• [DATA SHOWN]:
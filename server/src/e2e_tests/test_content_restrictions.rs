//! Test age-rating and sharing-label restrictions on series and books.

use crate::auth::{AgeRestriction, ContentRestrictions, SecurityContext};
use crate::e2e_tests::helpers::{Catalogue, ids, reader};
use crate::search::{BookCondition, Literal, SeriesCondition, Table};

/// Series, one book each:
/// - A: rated 12, labelled "kids"
/// - B: rated 8, labelled "adult"
/// - C: unrated, unlabelled
fn catalogue() -> Catalogue {
    Catalogue::new()
        .series("A", 1, [("AGE_RATING", Literal::from(12))])
        .series("B", 1, [("AGE_RATING", Literal::from(8))])
        .series("C", 1, [])
        .series_values(&Table::SeriesMetadataSharing, "LABEL", "A", &["kids"])
        .series_values(&Table::SeriesMetadataSharing, "LABEL", "B", &["adult"])
        .book("a1", "A")
        .book("b1", "B")
        .book("c1", "C")
}

fn restricted(restrictions: ContentRestrictions) -> SecurityContext {
    reader().with_restrictions(restrictions)
}

fn age(restriction: AgeRestriction) -> SecurityContext {
    restricted(ContentRestrictions::new(
        Some(restriction),
        Vec::<&str>::new(),
        Vec::<&str>::new(),
    ))
}

#[test]
fn test_allow_only_excludes_unrated_and_older() {
    let context = age(AgeRestriction::allow_only(10));
    let catalogue = catalogue();
    assert_eq!(catalogue.visible::<SeriesCondition>(&context), ids(&["B"]));
    assert_eq!(catalogue.visible::<BookCondition>(&context), ids(&["b1"]));
}

#[test]
fn test_exclude_keeps_unrated() {
    let context = age(AgeRestriction::exclude(10));
    assert_eq!(
        catalogue().visible::<SeriesCondition>(&context),
        ids(&["B", "C"])
    );
}

#[test]
fn test_allowed_label_or_allowed_age() {
    let context = restricted(ContentRestrictions::new(
        Some(AgeRestriction::allow_only(10)),
        [" Kids "],
        Vec::<&str>::new(),
    ));
    assert_eq!(
        catalogue().visible::<SeriesCondition>(&context),
        ids(&["A", "B"])
    );
}

#[test]
fn test_excluded_label_wins_over_allowed() {
    let context = restricted(ContentRestrictions::new(
        Some(AgeRestriction::allow_only(10)),
        ["kids"],
        ["ADULT"],
    ));
    let catalogue = catalogue();
    assert_eq!(catalogue.visible::<SeriesCondition>(&context), ids(&["A"]));
    assert_eq!(catalogue.visible::<BookCondition>(&context), ids(&["a1"]));
}

#[test]
fn test_excluded_label_alone() {
    let restrictions = ContentRestrictions::new(None, Vec::<&str>::new(), ["adult"]);
    let context = restricted(restrictions);
    assert_eq!(
        catalogue().visible::<SeriesCondition>(&context),
        ids(&["A", "C"])
    );
}

#[test]
fn test_restrictions_apply_under_user_filters() {
    let context = age(AgeRestriction::allow_only(10));
    let everything = SeriesCondition::AnyOf(vec![]);
    assert_eq!(catalogue().search(&context, &everything), ids(&["B"]));
}

/// A series carrying both an allowed and an excluded label is hidden.
#[test]
fn test_exclusion_dominates_allowance() {
    let sharing = Table::SeriesMetadataSharing;
    let catalogue = Catalogue::new()
        .series("both", 1, [])
        .series("allowed", 1, [])
        .series_values(&sharing, "LABEL", "both", &["allow", "exclude"])
        .series_values(&sharing, "LABEL", "allowed", &["allow"]);
    let context = restricted(ContentRestrictions::new(None, ["allow"], ["exclude"]));
    assert_eq!(
        catalogue.visible::<SeriesCondition>(&context),
        ids(&["allowed"])
    );
}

• [INSTRUCTIONS TO FOLLOW]: Quote each line of the data above exactly as written.

• [EXERCISE SOLUTION]:
filename server/src/e2e_tests/test_content_restrictions.rs
//! Test age-rating and sharing-label restrictions on series and books.

use crate::auth::{AgeRestriction, ContentRestrictions, SecurityContext};
use crate::e2e_tests::helpers::{Catalogue, ids, reader};
use crate::search::{BookCondition, Literal, SeriesCondition, Table};

/// Series, one book each:
/// - A: rated 12, labelled "kids"
/// - B: rated 8, labelled "adult"
/// - C: unrated, unlabelled
fn catalogue() -> Catalogue {
    Catalogue::new()
        .series("A", 1, [("AGE_RATING", Literal::from(12))])
        .series("B", 1, [("AGE_RATING", Literal::from(8))])
        .series("C", 1, [])
        .series_values(&Table::SeriesMetadataSharing, "LABEL", "A", &["kids"])
        .series_values(&Table::SeriesMetadataSharing, "LABEL", "B", &["adult"])
        .book("a1", "A")
        .book("b1", "B")
        .book("c1", "C")
}

fn restricted(restrictions: ContentRestrictions) -> SecurityContext {
    reader().with_restrictions(restrictions)
}

fn age(restriction: AgeRestriction) -> SecurityContext {
    restricted(ContentRestrictions::new(
        Some(restriction),
        Vec::<&str>::new(),
        Vec::<&str>::new(),
    ))
}

#[test]
fn test_allow_only_excludes_unrated_and_older() {
    let context = age(AgeRestriction::allow_only(10));
    let catalogue = catalogue();
    assert_eq!(catalogue.visible::<SeriesCondition>(&context), ids(&["B"]));
    assert_eq!(catalogue.visible::<BookCondition>(&context), ids(&["b1"]));
}

#[test]
fn test_exclude_keeps_unrated() {
    let context = age(AgeRestriction::exclude(10));
    assert_eq!(
        catalogue().visible::<SeriesCondition>(&context),
        ids(&["B", "C"])
    );
}

#[test]
fn test_allowed_label_or_allowed_age() {
    let context = restricted(ContentRestrictions::new(
        Some(AgeRestriction::allow_only(10)),
        [" Kids "],
        Vec::<&str>::new(),
    ));
    assert_eq!(
        catalogue().visible::<SeriesCondition>(&context),
        ids(&["A", "B"])
    );
}

#[test]
fn test_excluded_label_wins_over_allowed() {
    let context = restricted(ContentRestrictions::new(
        Some(AgeRestriction::allow_only(10)),
        ["kids"],
        ["ADULT"],
    ));
    let catalogue = catalogue();
    assert_eq!(catalogue.visible::<SeriesCondition>(&context), ids(&["A"]));
    assert_eq!(catalogue.visible::<BookCondition>(&context), ids(&["a1"]));
}

#[test]
fn test_excluded_label_alone() {
    let restrictions = ContentRestrictions::new(None, Vec::<&str>::new(), ["adult"]);
    let context = restricted(restrictions);
    assert_eq!(
        catalogue().visible::<SeriesCondition>(&context),
        ids(&["A", "C"])
    );
}

#[test]
fn test_restrictions_apply_under_user_filters() {
    let context = age(AgeRestriction::allow_only(10));
    let everything = SeriesCondition::AnyOf(vec![]);
    assert_eq!(catalogue().search(&context, &everything), ids(&["B"]));
}

/// A series carrying both an allowed and an excluded label is hidden.
#[test]
fn test_exclusion_dominates_allowance() {
    let sharing = Table::SeriesMetadataSharing;
    let catalogue = Catalogue::new()
        .series("both", 1, [])
        .series("allowed", 1, [])
        .series_values(&sharing, "LABEL", "both", &["allow", "exclude"])
        .series_values(&sharing, "LABEL", "allowed", &["allow"]);
    let context = restricted(ContentRestrictions::new(None, ["allow"], ["exclude"]));
    assert_eq!(
        catalogue.visible::<SeriesCondition>(&context),
        ids(&["allowed"])
    );
}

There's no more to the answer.